The Commercial Appeal

Police: Random racist violence ends in death of black man

- COLLEEN LONG AND JENNIFER PELTZ

NEW YORK - One was a neighborly black man who lived in a rooming house in New York’s Garment District, liked to collect autographs outside Broadway’s theaters, struck up a Twitter friendship with a Hollywood actress, and took photos of himself with Oprah Winfrey and Beyonce.

The other was a white Army veteran from outside Baltimore who was raised in what was described as a churchgoin­g, liberal family and served in Afghanista­n.

Late Monday night, officials say, their paths crossed tragically on the streets of New York in a cold-blooded random act of racist violence by the white man.

As 66-year-old Timothy Caughman bent over a trash bin around the corner from his home, gathering bottles to recycle, James Harris Jackson attacked him from behind with a 2-foot sword and walked off, prosecutor­s say. A bleeding Caughman staggered into a police station and later died at a hospital.

On Thursday, Jackson, 28, was charged with murder as a hate crime. He said nothing in court.

“The defendant was motivated purely by hatred,” said Assistant District Attorney Joan Illuzzi, who added that the charges could be upgraded, “as this was an act most likely of terrorism.”

Prosecutor­s said Jackson hated black men, especially those who dated white women.
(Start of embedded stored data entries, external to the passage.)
//! Shared node handles.
//!
//! A [`NodeHandle`] is a reference-counted view into a live tree. Parents own
//! their children through handles; traversal and queries hand out clones of
//! the same handles, so a mutation through any of them is visible to all.
//!
//! Borrowing follows `RefCell` rules: `borrow_mut` on a node that is already
//! borrowed panics. Traversal releases every node before calling the visitor.

use crate::Node;
use canopy_core::{AttributeType, ResourceError, ResourceResult};
use std::cell::{BorrowError, Ref, RefCell, RefMut};
use std::fmt;
use std::hash::{Hash, Hasher};
use std::rc::Rc;

/// A shared handle to a node in a live tree.
#[derive(Clone)]
pub struct NodeHandle(Rc<RefCell<Node>>);

impl NodeHandle {
    /// Create a handle to a fresh node.
    pub fn new(name: impl Into<String>, id: impl Into<String>) -> Self {
        Self::from(Node::new(name, id))
    }

    /// Immutably borrow the node.
    pub fn borrow(&self) -> Ref<'_, Node> {
        self.0.borrow()
    }

    /// Mutably borrow the node.
    pub fn borrow_mut(&self) -> RefMut<'_, Node> {
        self.0.borrow_mut()
    }

    /// Immutably borrow the node, failing if it is mutably borrowed.
    pub fn try_borrow(&self) -> Result<Ref<'_, Node>, BorrowError> {
        self.0.try_borrow()
    }

    /// Get a copy of the node's id.
    pub fn id(&self) -> String {
        self.borrow().id().to_string()
    }

    /// Get a copy of the node's name.
    pub fn name(&self) -> String {
        self.borrow().name().to_string()
    }

    /// Returns true if both handles point at the same node.
    pub fn ptr_eq(&self, other: &NodeHandle) -> bool {
        Rc::ptr_eq(&self.0, &other.0)
    }

    /// Set an attribute on the node.
    pub fn set_attribute<T: AttributeType>(&self, key: impl Into<String>, value: T) {
        self.borrow_mut().set_attribute(key, value);
    }

    /// Read a copy of an attribute stored as `T`.
    pub fn get_attribute<T: AttributeType>(&self, key: &str) -> ResourceResult<T> {
        self.borrow().get_attribute(key)
    }

    /// Check whether the node has an attribute.
    pub fn has_attribute(&self, key: &str) -> bool {
        self.borrow().has_attribute(key)
    }

    /// Get a child by id.
    pub fn get_child(&self, id: &str) -> Option<NodeHandle> {
        self.borrow().get_child(id)
    }

    /// Append a child, rejecting children that would make the tree cyclic.
    ///
    /// Fails with `InvalidArgument` if `child` is this node or contains it,
    /// with `DuplicateId` if a sibling already has the child's id, and with
    /// `InvalidArgument` if the child is mutably borrowed. On failure nothing
    /// is attached.
    pub fn add_child(&self, child: NodeHandle) -> ResourceResult<()> {
        if child.contains(self) {
            return Err(ResourceError::InvalidArgument(format!(
                "adding {} under {} would create a cycle",
                child.id(),
                self.id()
            )));
        }
        self.borrow_mut().add_child(child)
    }

    /// Returns true if `other` is this node or one of its descendants.
    pub fn contains(&self, other: &NodeHandle) -> bool {
        if self.ptr_eq(other) {
            return true;
        }
        self.borrow().children().any(|child| child.contains(other))
    }

    /// Clone the node and its whole subtree into independent nodes.
    pub fn deep_clone(&self) -> NodeHandle {
        NodeHandle::from(self.borrow().clone())
    }

    /// Depth-first, pre-order traversal.
    ///
    /// The visitor receives each node with its depth relative to this node
    /// (this node is depth 0). Children are visited in insertion order. The
    /// child list is captured after the visitor returns, so the visitor may
    /// mutate the node it is given.
    pub fn traverse<F>(&self, mut visitor: F)
    where
        F: FnMut(&NodeHandle, usize),
    {
        self.traverse_at(0, &mut visitor);
    }

    fn traverse_at<F>(&self, depth: usize, visitor: &mut F)
    where
        F: FnMut(&NodeHandle, usize),
    {
        visitor(self, depth);
        let children = self.borrow().child_handles();
        for child in &children {
            child.traverse_at(depth + 1, visitor);
        }
    }

    /// Collect this node and every descendant in traversal order.
    pub fn descendants(&self) -> Vec<NodeHandle> {
        let mut nodes = Vec::new();
        self.traverse(|node, _| nodes.push(node.clone()));
        nodes
    }

    /// First node in traversal order (this node included) with the given id.
    pub fn find_descendant(&self, id: &str) -> Option<NodeHandle> {
        if self.borrow().id() == id {
            return Some(self.clone());
        }
        let children = self.borrow().child_handles();
        children.iter().find_map(|child| child.find_descendant(id))
    }
}

impl From<Node> for NodeHandle {
    fn from(node: Node) -> Self {
        Self(Rc::new(RefCell::new(node)))
    }
}

/// Handles compare by identity, not by content.
impl PartialEq for NodeHandle {
    fn eq(&self, other: &Self) -> bool {
        self.ptr_eq(other)
    }
}

impl Eq for NodeHandle {}

impl Hash for NodeHandle {
    fn hash<H: Hasher>(&self, state: &mut H) {
        std::ptr::hash(Rc::as_ptr(&self.0), state);
    }
}

impl fmt::Debug for NodeHandle {
    fn fmt(&self, f: &mut fmt::Formatter<'_>) -> fmt::Result {
        match self.0.try_borrow() {
            Ok(node) => write!(f, "NodeHandle({} \"{}\")", node.id(), node.name()),
            Err(_) => write!(f, "NodeHandle(<borrowed>)"),
        }
    }
}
He came to New York last week to make a splash in the media capital of the world by killing as many black men as possible, authoritie­s said. He saw Caughman on the street and thought he would make good practice for a larger attack in Times Square, they said. But Caughman wound up the only victim.

After seeing his picture in the news, Jackson turned himself in at a police station. He was armed with two knives and told officers he had tossed the sword in a trash bin in Washington Square Park, officials said. It was later recovered.

Investigat­ors said they were trying to determine exactly what drove Jackson to violence. They planned to search his laptop and phone and interviewe­d friends and family.

His attorney, Sam Talkin, said if the allegation­s are anywhere close to being true, “then we’re going to address the obvious psychologi­cal issues that are present in this case.”